Three of the Big Four offer medical Flexible Spending Accounts (FSA) as part of their employer benefits package. A FSA is a fantastic option to manage the cost of your medical expenses. This is because a FSA gives you a very nice tax break. Yet, many employees of the Big Four never take advantage of the FSA because they are either unaware that FSA exists, are aware of the benefits of a FSA, or because they are scared of the “use-it-or-lose it” rule.
What is a FSA?
A medical Flexible Spending Account (FSA) allows you to set aside money for qualified medical expenses. You receive a tax deduction for money put into a FSA. Up to $2,550 can be socked away into a medical FSA for 2015. Many medical expenses fall into the “qualified” category, including those things that “cure, mitigat[e], trea[t], or preven[t] of disease.” This means paying for health care services (like for a visit to a doctor’s office), for medication, and even for medical equipment (such as crutches).
Unfortunately, you cannot use FSA funds to pay for general wellness costs – such as your health club membership, your yoga retreat, or your fish oil supplements.

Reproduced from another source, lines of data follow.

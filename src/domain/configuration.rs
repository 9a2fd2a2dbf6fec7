use crate::domain::id::{ConfigurationId, ServiceId, VnfId};
use crate::domain::network::{DirectedArc, Network};
use crate::domain::service::Service;
use crate::domain::time_matrix::TimeMatrix;

/// Middlebox start on a VNF, relative to the batch horizon.
#[derive(Debug, Clone, Copy, PartialEq, Eq)]
pub struct Placement {
    pub vnf: VnfId,
    pub start: u32,
}

/// Route and start slot of one virtual link. Only present if the endpoints are on different machines.
#[derive(Debug, Clone, PartialEq, Eq)]
pub struct Transmission {
    pub arcs: Vec<DirectedArc>,
    pub start: u32,
}

/// The raw schedule a configuration was built from.
#[derive(Debug, Clone, PartialEq, Eq)]
pub struct ServicePlan {
    pub placements: Vec<Placement>,

    /// One entry per virtual link.
    pub transmissions: Vec<Option<Transmission>>,
}

impl ServicePlan {
    /// Slot after the last processing slot of the chain.
    pub fn completion_time(&self, service: &Service) -> u32 {
        service.middleboxes().last().zip(self.placements.last()).map_or(0, |(middlebox, placement)| placement.start + middlebox.processing_time)
    }

    /// Sum of link weights over all routed arcs.
    pub fn route_weight(&self, network: &Network) -> f64 {
        self.transmissions
            .iter()
            .flatten()
            .flat_map(|t| t.arcs.iter())
            .map(|arc| network.link(arc.link).map_or(0.0, |l| l.weight))
            .sum()
    }
}

/// One feasible time-indexed processing and routing plan for one service (a column).
///
/// Immutable once created. Two configurations are equal iff they belong to the same service
/// and have the same completion time and the same VNF and link usage; id, profit, plan and
/// per-service index are ignored.
#[derive(Debug, Clone)]
pub struct Configuration {
    id: ConfigurationId,
    service: ServiceId,
    completion_time: u32,

    /// `r[f][δ]`, 1 if VNF f processes a middlebox of the service at slot δ.
    vnf_usage: TimeMatrix<u8>,

    /// `o[l][δ]`, bandwidth carried by link l at slot δ.
    link_usage: TimeMatrix<i64>,

    profit: f64,
    plan: ServicePlan,
    id_per_service: Option<usize>,
}

impl PartialEq for Configuration {
    fn eq(&self, other: &Self) -> bool {
        self.service == other.service
            && self.completion_time == other.completion_time
            && self.vnf_usage == other.vnf_usage
            && self.link_usage == other.link_usage
    }
}

impl Eq for Configuration {}

impl Configuration {
    /// Derives the usage matrices and completion time from a plan over a horizon of `horizon` slots.
    pub fn from_plan(id: ConfigurationId, service: &Service, plan: ServicePlan, network: &Network, horizon: usize, profit: f64) -> Self {
        let mut vnf_usage = TimeMatrix::new(network.vnfs().len(), horizon);
        let mut link_usage = TimeMatrix::new(network.links().len(), horizon);

        for (middlebox, placement) in service.middleboxes().iter().zip(&plan.placements) {
            let start = placement.start as usize;
            for slot in start..(start + middlebox.processing_time as usize).min(horizon) {
                vnf_usage.set(placement.vnf.index(), slot, 1);
            }
        }

        let tau = service.transmission_time() as usize;
        for (virtual_link, transmission) in service.virtual_links().iter().zip(&plan.transmissions) {
            let Some(transmission) = transmission else { continue };
            let start = transmission.start as usize;
            for arc in &transmission.arcs {
                for slot in start..(start + tau).min(horizon) {
                    link_usage.add(arc.link.index(), slot, virtual_link.bandwidth);
                }
            }
        }

        let completion_time = plan.completion_time(service);

        Self { id, service: service.id, completion_time, vnf_usage, link_usage, profit, plan, id_per_service: None }
    }

    pub fn with_index(mut self, id_per_service: usize) -> Self {
        self.id_per_service = Some(id_per_service);
        self
    }

    pub fn id(&self) -> ConfigurationId {
        self.id
    }

    pub fn service(&self) -> ServiceId {
        self.service
    }

    /// Slot, relative to the horizon start, at which the last middlebox is finished.
    pub fn completion_time(&self) -> u32 {
        self.completion_time
    }

    pub fn vnf_usage(&self) -> &TimeMatrix<u8> {
        &self.vnf_usage
    }

    pub fn link_usage(&self) -> &TimeMatrix<i64> {
        &self.link_usage
    }

    pub fn profit(&self) -> f64 {
        self.profit
    }

    pub fn plan(&self) -> &ServicePlan {
        &self.plan
    }

    pub fn id_per_service(&self) -> Option<usize> {
        self.id_per_service
    }
}
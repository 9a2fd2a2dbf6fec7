use std::collections::HashSet;

use crate::column_generation::pricing::service_window;
use crate::config::CgConfig;
use crate::domain::configuration::{Configuration, Placement, ServicePlan, Transmission};
use crate::domain::id::{IdGenerator, MachineId, VnfId};
use crate::domain::network::{DirectedArc, Network, SubstrateSnapshot};
use crate::domain::service::Service;

/// Earliest-fit seed column: every middlebox goes to the VNF on which it finishes first, given
/// the previous one. Transmissions take the fewest-hop path with enough residual bandwidth.
pub fn greedy_configuration(service: &Service, network: &Network, snapshot: &SubstrateSnapshot, config: &CgConfig, ids: &mut IdGenerator) -> Option<Configuration> {
    let plan = greedy_plan(service, network, snapshot)?;
    let profit = config.column_profit(plan.completion_time(service), plan.route_weight(network), snapshot.horizon());
    Some(Configuration::from_plan(ids.next_configuration_id(), service, plan, network, snapshot.horizon(), profit))
}

pub fn greedy_plan(service: &Service, network: &Network, snapshot: &SubstrateSnapshot) -> Option<ServicePlan> {
    let (earliest, latest_end) = service_window(service, snapshot)?;
    let tau = service.transmission_time() as usize;
    let middleboxes = service.middleboxes();

    let mut placements: Vec<Placement> = Vec::with_capacity(middleboxes.len());
    let mut transmissions: Vec<Option<Transmission>> = Vec::with_capacity(middleboxes.len().saturating_sub(1));
    let mut own: HashSet<(VnfId, usize)> = HashSet::new();

    for (n, middlebox) in middleboxes.iter().enumerate() {
        let p = middlebox.processing_time as usize;
        let mut best: Option<(usize, Placement, Option<Transmission>)> = None;

        for vnf in network.vnfs_of_type(middlebox.vnf_type) {
            let candidate = match placements.last() {
                None => earliest_start(snapshot, &own, vnf.id, earliest, p, latest_end).map(|start| (start, None)),
                Some(previous) => {
                    let ready = previous.start as usize + middleboxes[n - 1].processing_time as usize;
                    let previous_host = network.vnf(previous.vnf)?.host;

                    if previous_host == vnf.host {
                        earliest_start(snapshot, &own, vnf.id, ready, p, latest_end).map(|start| (start, None))
                    } else {
                        transmit_then_start(service, network, snapshot, &own, previous_host, vnf.id, ready, p, tau, latest_end)
                    }
                }
            };

            if let Some((start, transmission)) = candidate {
                let end = start + p;
                if best.as_ref().is_none_or(|(best_end, ..)| end < *best_end) {
                    best = Some((end, Placement { vnf: vnf.id, start: start as u32 }, transmission));
                }
            }
        }

        let (_, placement, transmission) = best?;
        own.extend((placement.start as usize..placement.start as usize + p).map(|t| (placement.vnf, t)));
        if n > 0 {
            transmissions.push(transmission);
        }
        placements.push(placement);
    }

    Some(ServicePlan { placements, transmissions })
}

/// First start at or after `from` for which `vnf` is free for `p` slots, ending by `latest_end`.
fn earliest_start(snapshot: &SubstrateSnapshot, own: &HashSet<(VnfId, usize)>, vnf: VnfId, from: usize, p: usize, latest_end: usize) -> Option<usize> {
    let last = latest_end.checked_sub(p)?;
    (from..=last).find(|&start| (start..start + p).all(|t| snapshot.vnf_available(vnf, t) && !own.contains(&(vnf, t))))
}

/// Earliest transmission from `from_host` to the host of `vnf`, followed by the earliest start on `vnf`.
#[allow(clippy::too_many_arguments)]
fn transmit_then_start(
    service: &Service,
    network: &Network,
    snapshot: &SubstrateSnapshot,
    own: &HashSet<(VnfId, usize)>,
    from_host: MachineId,
    vnf: VnfId,
    ready: usize,
    p: usize,
    tau: usize,
    latest_end: usize,
) -> Option<(usize, Option<Transmission>)> {
    let to_host = network.vnf(vnf)?.host;
    let last_transmission = latest_end.checked_sub(p + tau)?;

    for t in ready..=last_transmission {
        let fits = |arc: &DirectedArc| (t..t + tau).all(|s| snapshot.link_residual(arc.link, s) >= service.bandwidth);
        let Some(arcs) = network.shortest_path(from_host, to_host, fits) else { continue };

        if let Some(start) = earliest_start(snapshot, own, vnf, t + tau, p, latest_end) {
            return Some((start, Some(Transmission { arcs, start: t as u32 })));
        }
    }

    None
}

What are the advantages of an FSA?
Money put into a medical Flexible Spending Account is exempt from federal income tax, federal payroll tax (FICA), and usually state income tax. That’s a trifecta of tax discount. This three-pronged tax break strongly encourages employees to take advantage of the FSA.
. . . if you find yourself with a large medical bill for services from last year, you can begin squirreling money in your FSA this year to get tax breaks this year for last year’s medical expenses that you paid this year.
You don’t have to see the future to take advantage of the FSA; the tax benefit applies for the year in which the medical bill was paid – not the year in which the medical procedure took place. So, if you find yourself with a large medical for services from last year, you can begin squirreling money in your FSA this year to get a tax break this year for last year’s medical expenses that you paid for this year. Consider an example from our favorite fictional employee, Joe Danger, CPA:
Joe injured his rotator cuff in a weight-lifting competition. As such, he’ll be in physical therapy for the next six months – having already undergone surgery on his shoulder last year. Joe’s medical bill for last year’s surgery is still outstanding – and more medical bills are on the way for his physical therapy.
Joe puts money into FSA via regular paycheck contributions this year. He can use the FSA funds to pay for both last year’s surgery and this year’s physical therapy.
What is the disadvantage of the FSA?
The big downside to the Flexible Spending Account is it’s lose-it-or-use-it provision. Money not used in a FSA at the end of a plan year is usually forfeited. There are some exceptions; however, the availability of those exceptions vary by the plan administrator. That is, such options are not always available. So don’t count on them. Instead, count on using up all funds in FSA for appropriate plan year.
A Real-Life Case Study
To illustrate the value of the medical Flexible Spending Account, let’s use an example with Joe Danger:
Joe had over $1,000 in required dental work. Unfortunately, none of the procedures were covered by his dental insurance plan.
Joe is in the 25% Federal tax bracket. He is in the 9.3% California state tax bracket. Payroll taxes (FICA) total 7.65%. That’s a total tax of almost 42% on earned income at the marginal rate.
By electing to put away $1,000 into his FSA, Joe was able to save almost $420! That was enough for Joe to buy himself a new Xbox One.
A Huge Saving Opportunities with the FSA
The above is just one real-life example. However, $420 in savings is not the limit when using a FSA. Given the maximum allowable contribution of $2,550 for 2015, one could save well over $1,000 (given the tax brackets of our fictional character). So, if you have pending medical expenses, consider contributing to a FSA to receive a massive government-sponsored discount on your medical expenses. As three of the Big Four (Deloitte, PwC & KPMG) advertise their medical Flexible Spending Accounts (FSA) offering, it’s worth considering.